Неудача в наследство (СИ)
  • Текст добавлен: 26 июня 2025, 03:53

Текст книги "Неудача в наследство (СИ)"


Автор книги: Светлана Романюк



сообщить о нарушении

Текущая страница: 6 (всего у книги 30 страниц)

Глава 16. В бальном зале

Михаил проводил хозяйку вечера к диванам, установленным в углу бальной залы. Он изо всех сил старался не терять из виду старшую Кречетову, но, как только гости встали из-за стола, она как будто растворилась. Взгляд его скользил по высоким причёскам дам, по обтянутым тёмным сукном и бархатом мужским плечам, но Анны не находил.

– Отпускаю тебя, голубчик, – со смешком проговорила княгиня. – Ступай, повеселись. Нечего со старухами рядом штаны просиживать.

Михаил очнулся от дум, посмотрел в лучащиеся весельем глаза Невинской и горячо запротестовал, стараясь уверить Марию Андреевну, что ему и подле неё не скучно, и старух он здесь не видит. Но договорить ему не дали. Шутейно отхлестали веером по колену и выставили из тихого уголка в зал, напоследок заявив, что почтенные матроны, на диванах устроившись, желают потешить себя сплетнями, а он их смущает. Вот пусть идёт, танцует, веселится и непременно даст им новую пищу для разговоров. Михаил сдался. Встал, раскланялся с княгиней и рядом с ней сидящими дамами и шагнул в сверкающий и шумный зал.

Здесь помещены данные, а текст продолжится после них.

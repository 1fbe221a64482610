//! Data structures and types

pub mod error;
pub mod lookup;
pub mod responses;

pub use error::{GuardError, Result};
pub use lookup::{LookupDetails, LookupRecord, NewLookup, NormalizedLookup, Reputation, ScanRow};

По столичным меркам танцующих было немного. И вовсе даже не бал устроила княгиня Невинская, а скромный танцевальный вечер. Но то по меркам столичным. Местное же общество вполне себе было вправе считать, что на балу присутствует.

Зал был преогромный, с зеркалами по стенам. Многократно отражаясь в этих зеркалах, танцующие пары сумели устроить такое мельтешение, что казалось, будто кружится их не полтора десятка, а не меньше полутора сотен.

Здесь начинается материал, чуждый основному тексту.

//! Non-persistent store, lookups are lost on restart.

use async_trait::async_trait;
use chrono::Utc;
use tokio::sync::RwLock;

use super::LookupStore;
use crate::types::error::Result;
use crate::types::{LookupRecord, NewLookup, ScanRow};

#[derive(Default)]
pub struct MemoryStore {
    records: RwLock<Vec<LookupRecord>>,
}

impl MemoryStore {
    pub fn new() -> Self {
        Self::default()
    }
}

#[async_trait]
impl LookupStore for MemoryStore {
    async fn insert(&self, lookup: NewLookup) -> Result<LookupRecord> {
        let mut records = self.records.write().await;
        let id = records.last().map(|r| r.id + 1).unwrap_or(1);
        let record = LookupRecord::from_new(id, lookup, Utc::now());
        records.push(record.clone());
        Ok(record)
    }

    async fn recent(&self, limit: usize) -> Result<Vec<LookupRecord>> {
        let records = self.records.read().await;
        Ok(records.iter().rev().take(limit).cloned().collect())
    }

    async fn scan(&self) -> Result<Vec<ScanRow>> {
        let records = self.records.read().await;
        Ok(records
            .iter()
            .map(|r| ScanRow::new(Some(r.reputation.as_str()), r.suspicious))
            .collect())
    }
}

#[cfg(test)]
mod tests {
    use super::*;
    use crate::types::Reputation;

    fn lookup(email: &str, reputation: Reputation) -> NewLookup {
        NewLookup {
            email: email.to_string(),
            reputation,
            suspicious: false,
            reference_count: 0,
            data_breach: false,
            credentials_leaked: false,
            spam: false,
            disposable: false,
        }
    }

    #[tokio::test]
    async fn test_recent_newest_first() {
        let store = MemoryStore::new();
        for i in 1..=5 {
            store
                .insert(lookup(&format!("user{}@example.com", i), Reputation::Low))
                .await
                .unwrap();
        }

        let recent = store.recent(3).await.unwrap();
        let emails: Vec<&str> = recent.iter().map(|r| r.email.as_str()).collect();
        assert_eq!(emails, vec!["user5@example.com", "user4@example.com", "user3@example.com"]);
    }

    #[tokio::test]
    async fn test_insert_assigns_ids() {
        let store = MemoryStore::new();
        let first = store.insert(lookup("a@b.com", Reputation::High)).await.unwrap();
        let second = store.insert(lookup("c@d.com", Reputation::High)).await.unwrap();
        assert_eq!(first.id, 1);
        assert_eq!(second.id, 2);
        assert!(second.checked_at >= first.checked_at);
    }

    #[tokio::test]
    async fn test_scan() {
        let store = MemoryStore::new();
        store.insert(lookup("a@b.com", Reputation::High)).await.unwrap();
        store.insert(lookup("c@d.com", Reputation::None)).await.unwrap();

        let rows = store.scan().await.unwrap();
        assert_eq!(rows.len(), 2);
        assert_eq!(rows[0].reputation.as_deref(), Some("high"));
        assert_eq!(rows[1].suspicious, Some(false));
    }
}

Диваны, на которых устроилась княгиня с компанией, стояли в одном углу зала. Пара столиков, накрытых для игры зелёным сукном, – в другом. Неподалеку протянулся ряд стульев с высокими спинками, для отдыха между танцами. Чуть дальше, за колоннадой, расположились музыканты.

Михаил обошёл зал по кругу. Раскланялся со знакомыми. Заметил Кречетова с супругой, но ни одну из дочерей поблизости от родителей не обнаружил. Досадливо поморщившись, решил, что заводить сегодня разговор с Иваном Петровичем не будет ни за какие коврижки. И уже после этого понял, что легче будет сперва найти Ольгу, а уж у неё узнать, где Анна, и вызвать её на разговор.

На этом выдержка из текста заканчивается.